Want to make your own Honey-B-Healthy mix? Try this recipe, courtesy of mentors Kevin & Jeanne Reichert: click here.
Winter Feeding Mixture:
If you choose to help your bees build up winter food supplies by feeding in late August/early September, be sure you have removed honey supers first, or you'll get pretty watery honey!
Winter feeding mix: 2 parts sugar: 1 part water. For 2 pounds of sugar, add 1 pint of water. This fall mix, being thicker than spring mix, takes less energy for the bees to fan & dehydrate so that they can cap the cells.
Making the mix: dissolve the sugar by heating water to boiling. Then move the pot off the burner, and stir in sugar until it dissolves. Be sure to let it cool off before you feed it to the bees! For adding Honey-B-Healthy, see spring feeding, above.
Research has shown that vitagellin, a key protein in bees, is depleted by Varroa mites, which suck bees' hemolymph. On the WSU-APIS lab website, Dr. Steve Sheppard summarizes a 2004 paper that explains how this depletion leaves bees less able synthesize protein for successful over-wintering. If Varroa is in a colony, the research suggess that the fall bees who will over-winter will have already been affected and will have less protein storage capacity. Feeding pollen patties to supplement in fall *may* help bees survive winter if they have had Varroa.

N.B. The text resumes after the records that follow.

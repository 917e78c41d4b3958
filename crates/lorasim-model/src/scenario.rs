//! YAML scenario schema.
//!
//! ```yaml
//! simulation:
//!   duration_s: 3600
//!   seed: 7
//! resolver:
//!   model: cochannel
//! channel:
//!   path_loss: { type: log_distance, exponent: 3.76, reference_loss_db: 7.7, reference_distance_m: 1.0 }
//!   links:
//!     - { from: sensor-0, to: gw, loss_db: 120, symmetric: true }
//! gateways:
//!   - name: gw
//!     placement: { type: point, x: 0, y: 0 }
//! end_devices:
//!   - name: sensor
//!     count: 20
//!     placement: { type: disc, radius_m: 2000 }
//!     mac: { spreading_factor: 9, confirmed: true }
//! jammers:
//!   - name: jam
//!     placement: { type: point, x: 300, y: 0 }
//!     profile: all_sf
//!     period_s: 30
//! ```

use lorasim_common::Position;
use lorasim_mac::{EndDeviceConfig, GatewayConfig, JammerConfig, EU868_DEFAULT_CHANNELS};
use lorasim_phy::{EnergyRates, InterferenceResolver, PathLossModel};
use lorasim_server::NetworkServerConfig;
use rand::Rng;
use serde::{Deserialize, Serialize};
use std::f64::consts::PI;

/// Root of a scenario file.
#[derive(Debug, Clone, Default, PartialEq, Serialize, Deserialize)]
#[serde(default)]
pub struct Scenario {
    /// Run parameters.
    pub simulation: SimulationSection,
    /// Collision policy of every radio that does not set its own.
    pub resolver: InterferenceResolver,
    /// Propagation.
    pub channel: ChannelSection,
    /// End-device groups.
    pub end_devices: Vec<EndDeviceEntry>,
    /// Gateways.
    pub gateways: Vec<GatewayEntry>,
    /// Jammers.
    pub jammers: Vec<JammerEntry>,
    /// Network server.
    pub network_server: NetworkServerConfig,
}

/// Run parameters.
#[derive(Debug, Clone, PartialEq, Serialize, Deserialize)]
#[serde(default)]
pub struct SimulationSection {
    /// Simulated time in seconds.
    pub duration_s: f64,
    /// Seed of every random draw.
    pub seed: u64,
}

impl Default for SimulationSection {
    fn default() -> Self {
        SimulationSection {
            duration_s: 3600.0,
            seed: 0,
        }
    }
}

/// Propagation section.
#[derive(Debug, Clone, Default, PartialEq, Serialize, Deserialize)]
#[serde(default)]
pub struct ChannelSection {
    /// Distance-based loss.
    pub path_loss: PathLossModel,
    /// Per-link overrides, by node name.
    pub links: Vec<LinkEntry>,
}

/// Fixed loss between two named nodes.
#[derive(Debug, Clone, PartialEq, Serialize, Deserialize)]
pub struct LinkEntry {
    /// Transmitting node.
    pub from: String,
    /// Receiving node.
    pub to: String,
    /// Loss in dB.
    pub loss_db: f64,
    /// Apply in both directions.
    #[serde(default)]
    pub symmetric: bool,
}

/// Where the nodes of an entry are put.
#[derive(Debug, Clone, Copy, PartialEq, Serialize, Deserialize)]
#[serde(tag = "type", rename_all = "snake_case")]
pub enum Placement {
    /// Every node at one point.
    Point {
        /// East, m.
        x: f64,
        /// North, m.
        y: f64,
        /// Height, m.
        #[serde(default)]
        z: f64,
    },
    /// Uniformly over a disc.
    Disc {
        /// Radius, m.
        radius_m: f64,
        /// Center of the disc.
        #[serde(default)]
        center: Position,
    },
}

impl Default for Placement {
    fn default() -> Self {
        Placement::Point { x: 0.0, y: 0.0, z: 0.0 }
    }
}

impl Placement {
    /// Draw one position.
    pub fn sample(&self, rng: &mut impl Rng) -> Position {
        match *self {
            Placement::Point { x, y, z } => Position::new(x, y, z),
            Placement::Disc { radius_m, center } => {
                let r = radius_m * rng.gen::<f64>().sqrt();
                let theta = 2.0 * PI * rng.gen::<f64>();
                Position::new(center.x + r * theta.cos(), center.y + r * theta.sin(), center.z)
            }
        }
    }
}

/// Radio options of an end device.
#[derive(Debug, Clone, Default, PartialEq, Serialize, Deserialize)]
#[serde(default)]
pub struct EndDeviceRadio {
    /// Collision policy, scenario-wide one if unset.
    pub resolver: Option<InterferenceResolver>,
    /// Battery capacity in joules, unlimited if unset.
    pub battery_j: Option<f64>,
    /// Current draw.
    pub energy: EnergyRates,
}

/// A group of identical end devices.
#[derive(Debug, Clone, PartialEq, Serialize, Deserialize)]
pub struct EndDeviceEntry {
    /// Node name, suffixed with `-<index>` when `count > 1`.
    pub name: String,
    /// Number of devices.
    #[serde(default = "default_count")]
    pub count: usize,
    /// Placement of each device.
    #[serde(default)]
    pub placement: Placement,
    /// MAC behaviour.
    #[serde(default)]
    pub mac: EndDeviceConfig,
    /// Radio options.
    #[serde(default)]
    pub radio: EndDeviceRadio,
}

/// A gateway.
#[derive(Debug, Clone, PartialEq, Serialize, Deserialize)]
pub struct GatewayEntry {
    /// Node name, suffixed with `-<index>` when `count > 1`.
    pub name: String,
    /// Number of gateways.
    #[serde(default = "default_count")]
    pub count: usize,
    /// Placement of each gateway.
    #[serde(default)]
    pub placement: Placement,
    /// Number of demodulators.
    #[serde(default = "default_reception_paths")]
    pub reception_paths: usize,
    /// Frequencies the demodulators are spread over.
    #[serde(default = "default_frequencies")]
    pub frequencies: Vec<u32>,
    /// Collision policy, scenario-wide one if unset.
    #[serde(default)]
    pub resolver: Option<InterferenceResolver>,
    /// Do not announce receptions of jammer-origin signals.
    #[serde(default)]
    pub authenticated_preamble: bool,
    /// MAC options.
    #[serde(flatten)]
    pub mac: GatewayConfig,
}

/// A jammer.
#[derive(Debug, Clone, PartialEq, Serialize, Deserialize)]
pub struct JammerEntry {
    /// Node name, suffixed with `-<index>` when `count > 1`.
    pub name: String,
    /// Number of jammers.
    #[serde(default = "default_count")]
    pub count: usize,
    /// Placement of each jammer.
    #[serde(default)]
    pub placement: Placement,
    /// Profile and burst parameters.
    #[serde(flatten)]
    pub config: JammerConfig,
}

fn default_count() -> usize {
    1
}

fn default_reception_paths() -> usize {
    8
}

fn default_frequencies() -> Vec<u32> {
    EU868_DEFAULT_CHANNELS.to_vec()
}

/// Names of the nodes an entry expands to.
pub(crate) fn expand_names(name: &str, count: usize) -> Vec<String> {
    if count == 1 {
        vec![name.to_string()]
    } else {
        (0..count).map(|i| format!("{name}-{i}")).collect()
    }
}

To use pollen patties, break the patty up into 1 to 2 inch squares & put them on top of frames in your top brood box.
Providing a water supply:
Having a clean reliable water supply by the hive will minimize foraging energy your bees use finding water. If you have a clean water source near your apiary, you can rely on that to feed your bees. Otherwise, use either a Boardman feeder or a nearby container like a poultry waterer with stones inserted so the bees don’t fall in and drown. If you use a Boardman, be sure the holes in the lid are very small – otherwise on sunny days the heating of the glass will make water drench out.
Above, a poultry waterer filled with stones to prevent bees from drowning. It's better to put the waterer up on top of the wood planks, though, since less debris gets into the water!
You can go through A LOT of sugar feeding your bees! It normally promotes their drawing comb more quickly, though.
Below, filling one tank of a top feeder. Your scribe abandoned this feeding method after year one: too many bees got under the floater boards & drowned.
Below, another feed delivery method: the top bucket feeder, which sits atop the hole in the inner cover & bees drink the sugar-water solution through a fine mesh covered hole. The bucket is housed in an empty frame body & the telescoping cover goes on top.
Bucket feeders have the advantage of not requiring you to pull frames to insert feed, as one must with a in-hive feeder (these take the place of two frames). Another issue with in-hive feeders: even the kinds that have lattices descending into the water mix can still end up drowning many bees.
Boardman feeders, below, share the "bucket advantage" of being a non-invasive feeding method. It's important to keep the holes small: sunlight will heat the water & drive it down, drenching the bottom & possibly seeping into the hive. Hint: a styrofoam cup placed over the bottle deflects sunlight & avoids this problem.
Above, 2012-14 LCBA mentorship coordinator Gary Stelzner's apiary. Gary likes to use one Boardman for water, the other for sugar/water solution: he can see at a glance when his bees need feeding.